#[derive(Debug, PartialEq, Clone)]
pub enum Token {
    Ident(String),
    Number(i64),
    Word(Word),
    Operator(Operator),
    LParen,
    RParen,
    Comma,
    Semicolon,
    Period,
}

impl Token {
    /// Reserved-word lookup for a scanned identifier.
    pub fn from_word(s: &str) -> Option<Token> {
        use Word::*;
        let word = match s {
            "begin" => Begin,
            "call" => Call,
            "const" => Const,
            "do" => Do,
            "else" => Else,
            "end" => End,
            "fi" => Fi,
            "if" => If,
            "odd" => Odd,
            "procedure" => Procedure,
            "read" => Read,
            "then" => Then,
            "var" => Var,
            "while" => While,
            "write" => Write,
            "mod" => return Some(Token::Operator(Operator::Modulo)),
            _ => return None,
        };
        Some(Token::Word(word))
    }
}

impl std::fmt::Display for Token {
    fn fmt(&self, f: &mut std::fmt::Formatter) -> std::fmt::Result {
        use Token::*;
        match self {
            Ident(s) => write!(f, "{}", s),
            Number(n) => write!(f, "{}", n),
            Word(w) => write!(f, "{}", w),
            Operator(op) => write!(f, "{}", op),
            LParen => write!(f, "("),
            RParen => write!(f, ")"),
            Comma => write!(f, ","),
            Semicolon => write!(f, ";"),
            Period => write!(f, "."),
        }
    }
}

#[derive(Debug, PartialEq, Clone)]
pub enum Word {
    Begin,
    Call,
    Const,
    Do,
    Else,
    End,
    Fi,
    If,
    Odd,
    Procedure,
    Read,
    Then,
    Var,
    While,
    Write,
}

impl std::fmt::Display for Word {
    fn fmt(&self, f: &mut std::fmt::Formatter) -> std::fmt::Result {
        use Word::*;
        match self {
            Begin => write!(f, "begin"),
            Call => write!(f, "call"),
            Const => write!(f, "const"),
            Do => write!(f, "do"),
            Else => write!(f, "else"),
            End => write!(f, "end"),
            Fi => write!(f, "fi"),
            If => write!(f, "if"),
            Odd => write!(f, "odd"),
            Procedure => write!(f, "procedure"),
            Read => write!(f, "read"),
            Then => write!(f, "then"),
            Var => write!(f, "var"),
            While => write!(f, "while"),
            Write => write!(f, "write"),
        }
    }
}

#[derive(Debug, PartialEq, Clone)]
pub enum Operator {
    Plus,
    Minus,
    Multiply,
    Divide,
    Modulo,
    Equal,
    NotEqual,
    Less,
    LessEqual,
    Greater,
    GreaterEqual,
    Becomes,
}

impl std::fmt::Display for Operator {
    fn fmt(&self, f: &mut std::fmt::Formatter) -> std::fmt::Result {
        use Operator::*;
        match self {
            Plus => write!(f, "+"),
            Minus => write!(f, "-"),
            Multiply => write!(f, "*"),
            Divide => write!(f, "/"),
            Modulo => write!(f, "mod"),
            Equal => write!(f, "="),
            NotEqual => write!(f, "<>"),
            Less => write!(f, "<"),
            LessEqual => write!(f, "<="),
            Greater => write!(f, ">"),
            GreaterEqual => write!(f, ">="),
            Becomes => write!(f, ":="),
        }
    }
}
use super::{token::*, Error};

pub const MAX_IDENT_LEN: usize = 11;
pub const MAX_NUMBER_LEN: usize = 5;

/// A scanned item: a classified token with its source line, or an error
/// marker for a malformed lexeme. Error markers stay in the stream and
/// become fatal only when the parser consults them.
pub type Scan = Result<(usize, Token), Error>;

pub fn lex(s: &str) -> Vec<Scan> {
    Lexer {
        chars: s.chars().peekable(),
        line: 1,
    }
    .collect()
}

struct Lexer<'a> {
    chars: std::iter::Peekable<std::str::Chars<'a>>,
    line: usize,
}

impl<'a> Lexer<'a> {
    fn skip(&mut self, ch: char) {
        if ch == '\n' {
            self.line += 1;
        }
        self.chars.next();
    }

    fn alphabetic(&mut self) -> Scan {
        let mut s = String::new();
        while let Some(&ch) = self.chars.peek() {
            if !ch.is_ascii_alphanumeric() {
                break;
            }
            s.push(ch);
            self.chars.next();
        }
        if s.len() > MAX_IDENT_LEN {
            return Err(error!(IdentTooLong, Some(self.line)));
        }
        match Token::from_word(&s) {
            Some(token) => Ok((self.line, token)),
            None => Ok((self.line, Token::Ident(s))),
        }
    }

    fn number(&mut self) -> Scan {
        let mut s = String::new();
        while let Some(&ch) = self.chars.peek() {
            if !ch.is_ascii_digit() {
                break;
            }
            s.push(ch);
            self.chars.next();
        }
        if let Some(ch) = self.chars.peek() {
            if ch.is_ascii_alphabetic() {
                // 123abc is one bad lexeme, not a number and an identifier
                while let Some(&ch) = self.chars.peek() {
                    if !ch.is_ascii_alphanumeric() {
                        break;
                    }
                    self.chars.next();
                }
                return Err(error!(SyntaxError, Some(self.line); "MALFORMED NUMBER"));
            }
        }
        if s.len() > MAX_NUMBER_LEN {
            return Err(error!(NumberTooLong, Some(self.line)));
        }
        match s.parse::<i64>() {
            Ok(n) => Ok((self.line, Token::Number(n))),
            Err(_) => Err(error!(NumberTooLong, Some(self.line))),
        }
    }

    fn comment(&mut self) -> Option<Scan> {
        let start = self.line;
        let mut prev = '\0';
        while let Some(&ch) = self.chars.peek() {
            self.skip(ch);
            if prev == '*' && ch == '/' {
                return None;
            }
            prev = ch;
        }
        Some(Err(error!(UnterminatedComment, Some(start))))
    }

    fn minutia(&mut self, ch: char) -> Scan {
        use Operator::*;
        let token = match ch {
            '+' => Token::Operator(Plus),
            '-' => Token::Operator(Minus),
            '*' => Token::Operator(Multiply),
            '/' => Token::Operator(Divide),
            '(' => Token::LParen,
            ')' => Token::RParen,
            '=' => Token::Operator(Equal),
            ',' => Token::Comma,
            '.' => Token::Period,
            ';' => Token::Semicolon,
            ':' => match self.chars.peek() {
                Some('=') => {
                    self.chars.next();
                    Token::Operator(Becomes)
                }
                _ => return Err(error!(UnknownCharacter, Some(self.line))),
            },
            '<' => match self.chars.peek() {
                Some('=') => {
                    self.chars.next();
                    Token::Operator(LessEqual)
                }
                Some('>') => {
                    self.chars.next();
                    Token::Operator(NotEqual)
                }
                _ => Token::Operator(Less),
            },
            '>' => match self.chars.peek() {
                Some('=') => {
                    self.chars.next();
                    Token::Operator(GreaterEqual)
                }
                _ => Token::Operator(Greater),
            },
            _ => return Err(error!(UnknownCharacter, Some(self.line))),
        };
        Ok((self.line, token))
    }
}

impl<'a> Iterator for Lexer<'a> {
    type Item = Scan;

    fn next(&mut self) -> Option<Self::Item> {
        loop {
            let pk = *self.chars.peek()?;
            if pk.is_whitespace() {
                self.skip(pk);
                continue;
            }
            if pk.is_ascii_alphabetic() {
                return Some(self.alphabetic());
            }
            if pk.is_ascii_digit() {
                return Some(self.number());
            }
            if pk == '/' {
                self.chars.next();
                if let Some('*') = self.chars.peek() {
                    self.chars.next();
                    match self.comment() {
                        None => continue,
                        Some(err) => return Some(err),
                    }
                }
                return Some(Ok((self.line, Token::Operator(Operator::Divide))));
            }
            self.chars.next();
            return Some(self.minutia(pk));
        }
    }
}
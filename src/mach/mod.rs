/*!
## Rust Machine Module

This Rust module is a compiler and virtual machine for PL/0.

The compiler is a single-pass recursive-descent parser that emits
P-code directly; the virtual machine executes the emitted program on a
stack of activation records linked by static and dynamic links.

*/

/// Absolute word address in the machine store. The text segment starts
/// at [`ORIGIN`]; instruction index `i` lives at `ORIGIN + 3 * i`.
pub type Address = usize;

/// First word of the text segment. Lower addresses are reserved.
pub const ORIGIN: Address = 10;

mod codegen;
mod listing;
mod opcode;
mod program;
mod runtime;
mod stack;
mod symbol;

pub use codegen::compile;
pub use listing::disassembly;
pub use listing::symbol_table;
pub use opcode::Opcode;
pub use opcode::Opr;
pub use opcode::Sys;
pub use program::Forward;
pub use program::Program;
pub use runtime::Event;
pub use runtime::Vm;
pub use stack::Stack;
pub use symbol::SymKind;
pub use symbol::SymbolEntry;
pub use symbol::SymbolTable;
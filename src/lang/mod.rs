/*!
# Rust Language Module

This Rust module provides lexical analysis of the PL/0 language.

The scanner classifies raw source text into tokens. Malformed lexemes
(oversized identifiers or numbers, unknown characters, unterminated
comments) are carried in the token stream as error markers and become
fatal only when the parser consults them.

*/

#[macro_use]
mod error;
mod lex;
mod token;

pub use error::Error;
pub use error::ErrorCode;
pub use lex::lex;
pub use lex::Scan;
pub use lex::MAX_IDENT_LEN;
pub use lex::MAX_NUMBER_LEN;
pub use token::Operator;
pub use token::Token;
pub use token::Word;

/// 1-based source line, `None` when a diagnostic has no position.
pub type LineNumber = Option<usize>;
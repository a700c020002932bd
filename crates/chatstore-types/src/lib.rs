//! Shared domain types for chatstore.
//!
//! Chats, messages, query filters, JIDs, inbound message events, storage
//! configuration, and the error types shared by every layer.
//!
//! No infrastructure dependencies: only serde, chrono, and thiserror.

pub mod chat;
pub mod config;
pub mod error;
pub mod event;
pub mod jid;
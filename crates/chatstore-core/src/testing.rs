//! In-memory `ChatStorageRepository` for unit tests.

use std::collections::BTreeMap;
use std::sync::Mutex;
use std::sync::atomic::{AtomicBool, Ordering};

use chatstore_types::chat::{Chat, ChatFilter, Message, MessageFilter};
use chatstore_types::error::RepositoryError;

use crate::repository::ChatStorageRepository;

#[derive(Default)]
pub struct InMemoryRepository {
    chats: Mutex<BTreeMap<String, Chat>>,
    messages: Mutex<BTreeMap<(String, String), Message>>,
    fail_reads: AtomicBool,
    fail_message_writes: AtomicBool,
}

impl InMemoryRepository {
    pub fn insert_chat(&self, chat: Chat) {
        self.chats.lock().unwrap().insert(chat.jid.clone(), chat);
    }

    pub fn chat(&self, jid: &str) -> Option<Chat> {
        self.chats.lock().unwrap().get(jid).cloned()
    }

    pub fn chats(&self) -> Vec<Chat> {
        self.chats.lock().unwrap().values().cloned().collect()
    }

    pub fn messages(&self) -> Vec<Message> {
        self.messages.lock().unwrap().values().cloned().collect()
    }

    pub fn fail_reads(&self, fail: bool) {
        self.fail_reads.store(fail, Ordering::SeqCst);
    }

    pub fn fail_message_writes(&self, fail: bool) {
        self.fail_message_writes.store(fail, Ordering::SeqCst);
    }

    fn check_read(&self) -> Result<(), RepositoryError> {
        if self.fail_reads.load(Ordering::SeqCst) {
            return Err(RepositoryError::Query("read failure".to_string()));
        }
        Ok(())
    }

    fn check_message_write(&self) -> Result<(), RepositoryError> {
        if self.fail_message_writes.load(Ordering::SeqCst) {
            return Err(RepositoryError::Query("write failure".to_string()));
        }
        Ok(())
    }

    fn sorted_messages(&self, keep: impl Fn(&Message) -> bool) -> Vec<Message> {
        let mut out: Vec<Message> = self
            .messages
            .lock()
            .unwrap()
            .values()
            .filter(|m| keep(m))
            .cloned()
            .collect();
        out.sort_by(|a, b| {
            b.timestamp
                .cmp(&a.timestamp)
                .then_with(|| a.chat_jid.cmp(&b.chat_jid))
                .then_with(|| a.id.cmp(&b.id))
        });
        out
    }
}

impl ChatStorageRepository for InMemoryRepository {
    async fn initialize_schema(&self) -> Result<(), RepositoryError> {
        Ok(())
    }

    async fn store_chat(&self, chat: &Chat) -> Result<(), RepositoryError> {
        let mut chats = self.chats.lock().unwrap();
        match chats.get_mut(&chat.jid) {
            Some(current) => {
                current.name = chat.name.clone();
                current.last_message_time = chat.last_message_time;
                current.ephemeral_expiration = chat.ephemeral_expiration;
            }
            None => {
                chats.insert(chat.jid.clone(), chat.clone());
            }
        }
        Ok(())
    }

    async fn get_chat(&self, jid: &str) -> Result<Option<Chat>, RepositoryError> {
        self.check_read()?;
        Ok(self.chat(jid))
    }

    async fn delete_chat(&self, jid: &str) -> Result<bool, RepositoryError> {
        self.messages.lock().unwrap().retain(|(_, chat), _| chat != jid);
        Ok(self.chats.lock().unwrap().remove(jid).is_some())
    }

    async fn get_chats(&self, filter: &ChatFilter) -> Result<Vec<Chat>, RepositoryError> {
        self.check_read()?;
        let mut chats = self.chats();
        if let Some(search) = &filter.search_name {
            let needle = search.to_lowercase();
            chats.retain(|c| c.name.to_lowercase().contains(&needle));
        }
        if filter.has_media {
            let messages = self.messages.lock().unwrap();
            chats.retain(|c| messages.values().any(|m| m.chat_jid == c.jid && m.has_media()));
        }
        chats.sort_by(|a, b| {
            b.last_message_time
                .cmp(&a.last_message_time)
                .then_with(|| a.jid.cmp(&b.jid))
        });
        let offset = filter.offset.unwrap_or(0) as usize;
        let limit = filter.limit.map_or(usize::MAX, |l| l as usize);
        Ok(chats.into_iter().skip(offset).take(limit).collect())
    }

    async fn store_message(&self, message: &Message) -> Result<(), RepositoryError> {
        self.check_message_write()?;
        if !self.chats.lock().unwrap().contains_key(&message.chat_jid) {
            return Err(RepositoryError::Constraint("chat does not exist".to_string()));
        }
        self.messages.lock().unwrap().insert(
            (message.id.clone(), message.chat_jid.clone()),
            message.clone(),
        );
        Ok(())
    }

    async fn store_messages_batch(&self, messages: &[Message]) -> Result<(), RepositoryError> {
        for message in messages {
            self.store_message(message).await?;
        }
        Ok(())
    }

    async fn get_message_by_id(&self, id: &str) -> Result<Option<Message>, RepositoryError> {
        self.check_read()?;
        Ok(self.sorted_messages(|m| m.id == id).into_iter().next())
    }

    async fn get_messages(&self, filter: &MessageFilter) -> Result<Vec<Message>, RepositoryError> {
        self.check_read()?;
        let mut out = self.sorted_messages(|m| {
            filter.chat_jid.as_ref().is_none_or(|jid| &m.chat_jid == jid)
                && filter.start_time.is_none_or(|t| m.timestamp >= t)
                && filter.end_time.is_none_or(|t| m.timestamp <= t)
                && (!filter.media_only || m.has_media())
                && filter.is_from_me.is_none_or(|f| m.is_from_me == f)
        });
        if let Some(limit) = filter.limit {
            out.truncate(limit as usize);
        }
        Ok(out)
    }

    async fn search_messages(
        &self,
        chat_jid: &str,
        text: &str,
        limit: u32,
    ) -> Result<Vec<Message>, RepositoryError> {
        self.check_read()?;
        let needle = text.to_lowercase();
        let mut out = self.sorted_messages(|m| {
            m.chat_jid == chat_jid && m.content.to_lowercase().contains(&needle)
        });
        out.truncate(limit as usize);
        Ok(out)
    }

    async fn delete_message(&self, id: &str, chat_jid: &str) -> Result<bool, RepositoryError> {
        Ok(self
            .messages
            .lock()
            .unwrap()
            .remove(&(id.to_string(), chat_jid.to_string()))
            .is_some())
    }

    async fn get_chat_message_count(&self, chat_jid: &str) -> Result<u64, RepositoryError> {
        Ok(self.sorted_messages(|m| m.chat_jid == chat_jid).len() as u64)
    }

    async fn get_total_message_count(&self) -> Result<u64, RepositoryError> {
        Ok(self.messages.lock().unwrap().len() as u64)
    }

    async fn get_total_chat_count(&self) -> Result<u64, RepositoryError> {
        Ok(self.chats.lock().unwrap().len() as u64)
    }

    async fn truncate_all_chats(&self) -> Result<(), RepositoryError> {
        self.messages.lock().unwrap().clear();
        self.chats.lock().unwrap().clear();
        Ok(())
    }
}
//! Inbound message events emitted by the protocol client.
//!
//! The protocol client decodes wire messages into these plain structures;
//! the ingestion translator in `chatstore-core` turns them into stored
//! `Chat`/`Message` records.

use chrono::{DateTime, Utc};
use serde::{Deserialize, Serialize};

use crate::jid::Jid;

/// Addressing and bookkeeping for one received (or echoed) message.
#[derive(Debug, Clone, PartialEq, Eq, Serialize, Deserialize)]
pub struct MessageInfo {
    pub id: String,
    /// Conversation the message belongs to.
    pub chat: Jid,
    pub sender: Jid,
    pub timestamp: DateTime<Utc>,
    pub is_from_me: bool,
    /// Display-name hint supplied by the sender. Empty when absent.
    #[serde(default)]
    pub push_name: String,
}

/// A decoded message event. `message` is `None` for events that carry no
/// message body (receipts, retries, decryption failures).
#[derive(Debug, Clone, PartialEq, Eq, Serialize, Deserialize)]
pub struct MessageEvent {
    pub info: MessageInfo,
    pub message: Option<MessagePayload>,
}

/// Message body plus the context attached to it.
#[derive(Debug, Clone, PartialEq, Eq, Serialize, Deserialize)]
pub struct MessagePayload {
    pub content: PayloadContent,
    #[serde(default)]
    pub context: ContextInfo,
}

impl MessagePayload {
    pub fn new(content: PayloadContent) -> Self {
        Self {
            content,
            context: ContextInfo::default(),
        }
    }

    /// Attach a disappearing-message timer to the payload context.
    pub fn with_expiration(mut self, seconds: u32) -> Self {
        self.context.expiration = seconds;
        self
    }
}

/// Metadata carried alongside a message body.
#[derive(Debug, Clone, Default, PartialEq, Eq, Serialize, Deserialize)]
pub struct ContextInfo {
    /// Disappearing-message timer in effect when the message was sent
    /// (0 = not present).
    #[serde(default)]
    pub expiration: u32,
}

/// The kinds of message body the store knows how to persist.
#[derive(Debug, Clone, PartialEq, Eq, Serialize, Deserialize)]
#[serde(tag = "type", rename_all = "snake_case")]
pub enum PayloadContent {
    /// Plain or extended text.
    Text { text: String },
    Image(MediaAttachment),
    Video(MediaAttachment),
    Audio(MediaAttachment),
    Document(MediaAttachment),
    Sticker(MediaAttachment),
    /// Protocol message changing the chat's disappearing-message timer.
    EphemeralSetting { expiration: u32 },
    /// Anything else (reactions, polls, calls). Carries nothing storable.
    Unsupported,
}

/// Downloadable media descriptor.
#[derive(Debug, Clone, Default, PartialEq, Eq, Serialize, Deserialize)]
pub struct MediaAttachment {
    #[serde(default)]
    pub caption: String,
    #[serde(default)]
    pub file_name: String,
    #[serde(default)]
    pub url: String,
    #[serde(default)]
    pub media_key: Vec<u8>,
    #[serde(default)]
    pub file_sha256: Vec<u8>,
    #[serde(default)]
    pub file_enc_sha256: Vec<u8>,
    #[serde(default)]
    pub file_length: u64,
}

#[cfg(test)]
mod tests {
    use super::*;

    #[test]
    fn test_payload_content_serde_tag() {
        let content = PayloadContent::Text {
            text: "hello".to_string(),
        };
        let json = serde_json::to_string(&content).unwrap();
        assert_eq!(json, r#"{"type":"text","text":"hello"}"#);

        let parsed: PayloadContent =
            serde_json::from_str(r#"{"type":"image","caption":"pic","file_length":42}"#).unwrap();
        match parsed {
            PayloadContent::Image(media) => {
                assert_eq!(media.caption, "pic");
                assert_eq!(media.file_length, 42);
            }
            other => panic!("unexpected content: {other:?}"),
        }
    }

    #[test]
    fn test_with_expiration() {
        let payload = MessagePayload::new(PayloadContent::Unsupported).with_expiration(86_400);
        assert_eq!(payload.context.expiration, 86_400);
    }
}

### TASK STATEMENT
With the string "stream" as the key, filter the data above and show the lines that match.

### ANSWER BELOW
/// marker for a malformed lexeme. Error markers stay in the stream and
comments) are carried in the token stream as error markers and become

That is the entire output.